The full listing should be set down again without a single alteration.

**** Records for processing

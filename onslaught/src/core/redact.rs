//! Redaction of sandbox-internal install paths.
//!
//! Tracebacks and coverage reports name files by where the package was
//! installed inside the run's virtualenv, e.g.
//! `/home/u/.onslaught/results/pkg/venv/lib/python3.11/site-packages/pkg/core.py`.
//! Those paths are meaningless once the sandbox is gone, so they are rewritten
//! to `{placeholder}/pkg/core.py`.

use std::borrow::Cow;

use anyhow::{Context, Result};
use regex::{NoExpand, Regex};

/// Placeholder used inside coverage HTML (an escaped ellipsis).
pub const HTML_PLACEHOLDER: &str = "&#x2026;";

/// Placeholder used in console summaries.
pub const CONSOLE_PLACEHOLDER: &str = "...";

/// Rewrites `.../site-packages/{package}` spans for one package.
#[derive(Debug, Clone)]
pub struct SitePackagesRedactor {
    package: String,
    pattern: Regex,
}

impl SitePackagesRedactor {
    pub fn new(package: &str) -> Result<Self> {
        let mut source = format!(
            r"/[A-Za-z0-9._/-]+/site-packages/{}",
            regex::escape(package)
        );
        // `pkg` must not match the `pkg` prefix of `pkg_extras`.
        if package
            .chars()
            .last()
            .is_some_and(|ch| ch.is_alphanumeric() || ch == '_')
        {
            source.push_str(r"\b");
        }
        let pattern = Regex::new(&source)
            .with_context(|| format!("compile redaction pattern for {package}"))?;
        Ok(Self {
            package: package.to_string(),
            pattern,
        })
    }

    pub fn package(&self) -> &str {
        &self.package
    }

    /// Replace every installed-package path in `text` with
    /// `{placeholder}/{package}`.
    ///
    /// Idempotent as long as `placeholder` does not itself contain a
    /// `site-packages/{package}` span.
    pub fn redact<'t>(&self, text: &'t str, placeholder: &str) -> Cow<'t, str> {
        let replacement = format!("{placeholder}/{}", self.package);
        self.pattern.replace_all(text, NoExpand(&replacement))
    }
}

********

* **Exercise response**:
filename onslaught/src/core/redact.rs
//! Redaction of sandbox-internal install paths.
//!
//! Tracebacks and coverage reports name files by where the package was
//! installed inside the run's virtualenv, e.g.
//! `/home/u/.onslaught/results/pkg/venv/lib/python3.11/site-packages/pkg/core.py`.
//! Those paths are meaningless once the sandbox is gone, so they are rewritten
//! to `{placeholder}/pkg/core.py`.

use std::borrow::Cow;

use anyhow::{Context, Result};
use regex::{NoExpand, Regex};

/// Placeholder used inside coverage HTML (an escaped ellipsis).
pub const HTML_PLACEHOLDER: &str = "&#x2026;";

/// Placeholder used in console summaries.
pub const CONSOLE_PLACEHOLDER: &str = "...";

/// Rewrites `.../site-packages/{package}` spans for one package.
#[derive(Debug, Clone)]
pub struct SitePackagesRedactor {
    package: String,
    pattern: Regex,
}

impl SitePackagesRedactor {
    pub fn new(package: &str) -> Result<Self> {
        let mut source = format!(
            r"/[A-Za-z0-9._/-]+/site-packages/{}",
            regex::escape(package)
        );
        // `pkg` must not match the `pkg` prefix of `pkg_extras`.
        if package
            .chars()
            .last()
            .is_some_and(|ch| ch.is_alphanumeric() || ch == '_')
        {
            source.push_str(r"\b");
        }
        let pattern = Regex::new(&source)
            .with_context(|| format!("compile redaction pattern for {package}"))?;
        Ok(Self {
            package: package.to_string(),
            pattern,
        })
    }

    pub fn package(&self) -> &str {
        &self.package
    }

    /// Replace every installed-package path in `text` with
    /// `{placeholder}/{package}`.
    ///
    /// Idempotent as long as `placeholder` does not itself contain a
    /// `site-packages/{package}` span.
    pub fn redact<'t>(&self, text: &'t str, placeholder: &str) -> Cow<'t, str> {
        let replacement = format!("{placeholder}/{}", self.package);
        self.pattern.replace_all(text, NoExpand(&replacement))
    }
}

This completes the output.